== WHAT YOU WILL DO ==
For each line below, write it out exactly as it appears.

Start of ENTRIES SHOWN

//! Account routes.

use axum::{
    Json, Router,
    extract::State,
    http::StatusCode,
    response::IntoResponse,
    routing::{get, patch},
};
use chrono::{DateTime, Utc};
use rust_decimal::Decimal;
use serde::{Deserialize, Serialize};
use tracing::info;
use uuid::Uuid;

use crate::{
    AppState,
    error::ApiResult,
    extractors::{ApiJson, ApiPath, ClientMeta},
    middleware::AuthUser,
};
use corebank_core::account::{AccountStatus, OpenAccountInput};
use corebank_db::{
    AccountRepository,
    entities::{accounts, sea_orm_active_enums, transactions},
};

/// Number of entries shown with an account.
const RECENT_TRANSACTIONS: u64 = 10;

/// Creates the account routes (requires auth middleware to be applied externally).
pub fn routes() -> Router<AppState> {
    Router::new()
        .route("/accounts", get(list_accounts).post(open_account))
        .route("/accounts/{account_id}", get(get_account))
        .route("/accounts/{account_id}/balance", get(get_balance))
        .route("/accounts/{account_id}/status", patch(update_status))
}

/// Request body for an admin status change.
#[derive(Debug, Deserialize)]
pub struct UpdateStatusRequest {
    /// Target status.
    pub status: AccountStatus,
    /// Reason recorded in the audit log.
    pub reason: Option<String>,
}

/// Account owner summary.
#[derive(Debug, Serialize)]
pub struct OwnerSummary {
    /// User ID.
    pub id: Uuid,
    /// Full name.
    pub full_name: String,
    /// Email.
    pub email: String,
}

/// An account with its owner and latest entries.
#[derive(Debug, Serialize)]
pub struct AccountDetailResponse {
    /// The account.
    pub account: accounts::Model,
    /// Owner.
    pub owner: OwnerSummary,
    /// Latest transactions, newest first.
    pub recent_transactions: Vec<transactions::Model>,
}

/// Balance response.
#[derive(Debug, Serialize)]
pub struct BalanceResponse {
    /// Account ID.
    pub account_id: Uuid,
    /// Account number.
    pub account_number: String,
    /// Current balance.
    pub balance: Decimal,
    /// Currency code.
    pub currency: String,
    /// Status.
    pub status: sea_orm_active_enums::AccountStatus,
    /// Last balance change.
    pub last_transaction_at: Option<DateTime<Utc>>,
}

/// POST /accounts - Open an account for the caller.
async fn open_account(
    State(state): State<AppState>,
    auth: AuthUser,
    ApiJson(payload): ApiJson<OpenAccountInput>,
) -> ApiResult<impl IntoResponse> {
    let opened = AccountRepository::new((*state.db).clone())
        .open(auth.user_id(), payload)
        .await?;

    info!(
        account_id = %opened.account.id,
        user_id = %auth.user_id(),
        "Account opened"
    );
    Ok((StatusCode::CREATED, Json(opened)))
}

/// GET /accounts - The caller's accounts.
async fn list_accounts(
    State(state): State<AppState>,
    auth: AuthUser,
) -> ApiResult<Json<Vec<accounts::Model>>> {
    let accounts = AccountRepository::new((*state.db).clone())
        .list_by_user(auth.user_id())
        .await?;
    Ok(Json(accounts))
}

/// GET /accounts/{account_id}
async fn get_account(
    State(state): State<AppState>,
    auth: AuthUser,
    ApiPath(account_id): ApiPath<Uuid>,
) -> ApiResult<Json<AccountDetailResponse>> {
    let repo = AccountRepository::new((*state.db).clone());
    let (account, owner) = repo.get_with_owner(account_id).await?;
    auth.actor().ensure_can_access(account.user_id)?;

    let recent_transactions = repo
        .recent_transactions(account.id, RECENT_TRANSACTIONS)
        .await?;

    Ok(Json(AccountDetailResponse {
        account,
        owner: OwnerSummary {
            id: owner.id,
            full_name: owner.full_name,
            email: owner.email,
        },
        recent_transactions,
    }))
}

/// GET /accounts/{account_id}/balance
async fn get_balance(
    State(state): State<AppState>,
    auth: AuthUser,
    ApiPath(account_id): ApiPath<Uuid>,
) -> ApiResult<Json<BalanceResponse>> {
    let account = AccountRepository::new((*state.db).clone())
        .get(account_id)
        .await?;
    auth.actor().ensure_can_access(account.user_id)?;

    Ok(Json(BalanceResponse {
        account_id: account.id,
        account_number: account.account_number,
        balance: account.balance,
        currency: account.currency,
        status: account.status,
        last_transaction_at: account.last_transaction_at.map(|t| t.with_timezone(&Utc)),
    }))
}

/// PATCH /accounts/{account_id}/status - Admin status change.
async fn update_status(
    State(state): State<AppState>,
    auth: AuthUser,
    ClientMeta(meta): ClientMeta,
    ApiPath(account_id): ApiPath<Uuid>,
    ApiJson(payload): ApiJson<UpdateStatusRequest>,
) -> ApiResult<Json<accounts::Model>> {
    let account = AccountRepository::new((*state.db).clone())
        .set_status(
            auth.actor(),
            account_id,
            payload.status,
            payload.reason.as_deref(),
            meta,
        )
        .await?;
    Ok(Json(account))
}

End of ENTRIES SHOWN

== TASK RESULT ==
//! Account routes.

use axum::{
    Json, Router,
    extract::State,
    http::StatusCode,
    response::IntoResponse,
    routing::{get, patch},
};
use chrono::{DateTime, Utc};
use rust_decimal::Decimal;
use serde::{Deserialize, Serialize};
use tracing::info;
use uuid::Uuid;

use crate::{
    AppState,
    error::ApiResult,
    extractors::{ApiJson, ApiPath, ClientMeta},
    middleware::AuthUser,
};
use corebank_core::account::{AccountStatus, OpenAccountInput};
use corebank_db::{
    AccountRepository,
    entities::{accounts, sea_orm_active_enums, transactions},
};

/// Number of entries shown with an account.
const RECENT_TRANSACTIONS: u64 = 10;

/// Creates the account routes (requires auth middleware to be applied externally).
pub fn routes() -> Router<AppState> {
    Router::new()
        .route("/accounts", get(list_accounts).post(open_account))
        .route("/accounts/{account_id}", get(get_account))
        .route("/accounts/{account_id}/balance", get(get_balance))
        .route("/accounts/{account_id}/status", patch(update_status))
}

/// Request body for an admin status change.
#[derive(Debug, Deserialize)]
pub struct UpdateStatusRequest {
    /// Target status.
    pub status: AccountStatus,
    /// Reason recorded in the audit log.
    pub reason: Option<String>,
}

/// Account owner summary.
#[derive(Debug, Serialize)]
pub struct OwnerSummary {
    /// User ID.
    pub id: Uuid,
    /// Full name.
    pub full_name: String,
    /// Email.
    pub email: String,
}

/// An account with its owner and latest entries.
#[derive(Debug, Serialize)]
pub struct AccountDetailResponse {
    /// The account.
    pub account: accounts::Model,
    /// Owner.
    pub owner: OwnerSummary,
    /// Latest transactions, newest first.
    pub recent_transactions: Vec<transactions::Model>,
}

/// Balance response.
#[derive(Debug, Serialize)]
pub struct BalanceResponse {
    /// Account ID.
    pub account_id: Uuid,
    /// Account number.
    pub account_number: String,
    /// Current balance.
    pub balance: Decimal,
    /// Currency code.
    pub currency: String,
    /// Status.
    pub status: sea_orm_active_enums::AccountStatus,
    /// Last balance change.
    pub last_transaction_at: Option<DateTime<Utc>>,
}

/// POST /accounts - Open an account for the caller.
async fn open_account(
    State(state): State<AppState>,
    auth: AuthUser,
    ApiJson(payload): ApiJson<OpenAccountInput>,
) -> ApiResult<impl IntoResponse> {
    let opened = AccountRepository::new((*state.db).clone())
        .open(auth.user_id(), payload)
        .await?;

    info!(
        account_id = %opened.account.id,
        user_id = %auth.user_id(),
        "Account opened"
    );
    Ok((StatusCode::CREATED, Json(opened)))
}

/// GET /accounts - The caller's accounts.
async fn list_accounts(
    State(state): State<AppState>,
    auth: AuthUser,
) -> ApiResult<Json<Vec<accounts::Model>>> {
    let accounts = AccountRepository::new((*state.db).clone())
        .list_by_user(auth.user_id())
        .await?;
    Ok(Json(accounts))
}

/// GET /accounts/{account_id}
async fn get_account(
    State(state): State<AppState>,
    auth: AuthUser,
    ApiPath(account_id): ApiPath<Uuid>,
) -> ApiResult<Json<AccountDetailResponse>> {
    let repo = AccountRepository::new((*state.db).clone());
    let (account, owner) = repo.get_with_owner(account_id).await?;
    auth.actor().ensure_can_access(account.user_id)?;

    let recent_transactions = repo
        .recent_transactions(account.id, RECENT_TRANSACTIONS)
        .await?;

    Ok(Json(AccountDetailResponse {
        account,
        owner: OwnerSummary {
            id: owner.id,
            full_name: owner.full_name,
            email: owner.email,
        },
        recent_transactions,
    }))
}

/// GET /accounts/{account_id}/balance
async fn get_balance(
    State(state): State<AppState>,
    auth: AuthUser,
    ApiPath(account_id): ApiPath<Uuid>,
) -> ApiResult<Json<BalanceResponse>> {
    let account = AccountRepository::new((*state.db).clone())
        .get(account_id)
        .await?;
    auth.actor().ensure_can_access(account.user_id)?;

    Ok(Json(BalanceResponse {
        account_id: account.id,
        account_number: account.account_number,
        balance: account.balance,
        currency: account.currency,
        status: account.status,
        last_transaction_at: account.last_transaction_at.map(|t| t.with_timezone(&Utc)),
    }))
}

/// PATCH /accounts/{account_id}/status - Admin status change.
async fn update_status(
    State(state): State<AppState>,
    auth: AuthUser,
    ClientMeta(meta): ClientMeta,
    ApiPath(account_id): ApiPath<Uuid>,
    ApiJson(payload): ApiJson<UpdateStatusRequest>,
) -> ApiResult<Json<accounts::Model>> {
    let account = AccountRepository::new((*state.db).clone())
        .set_status(
            auth.actor(),
            account_id,
            payload.status,
            payload.reason.as_deref(),
            meta,
        )
        .await?;
    Ok(Json(account))
}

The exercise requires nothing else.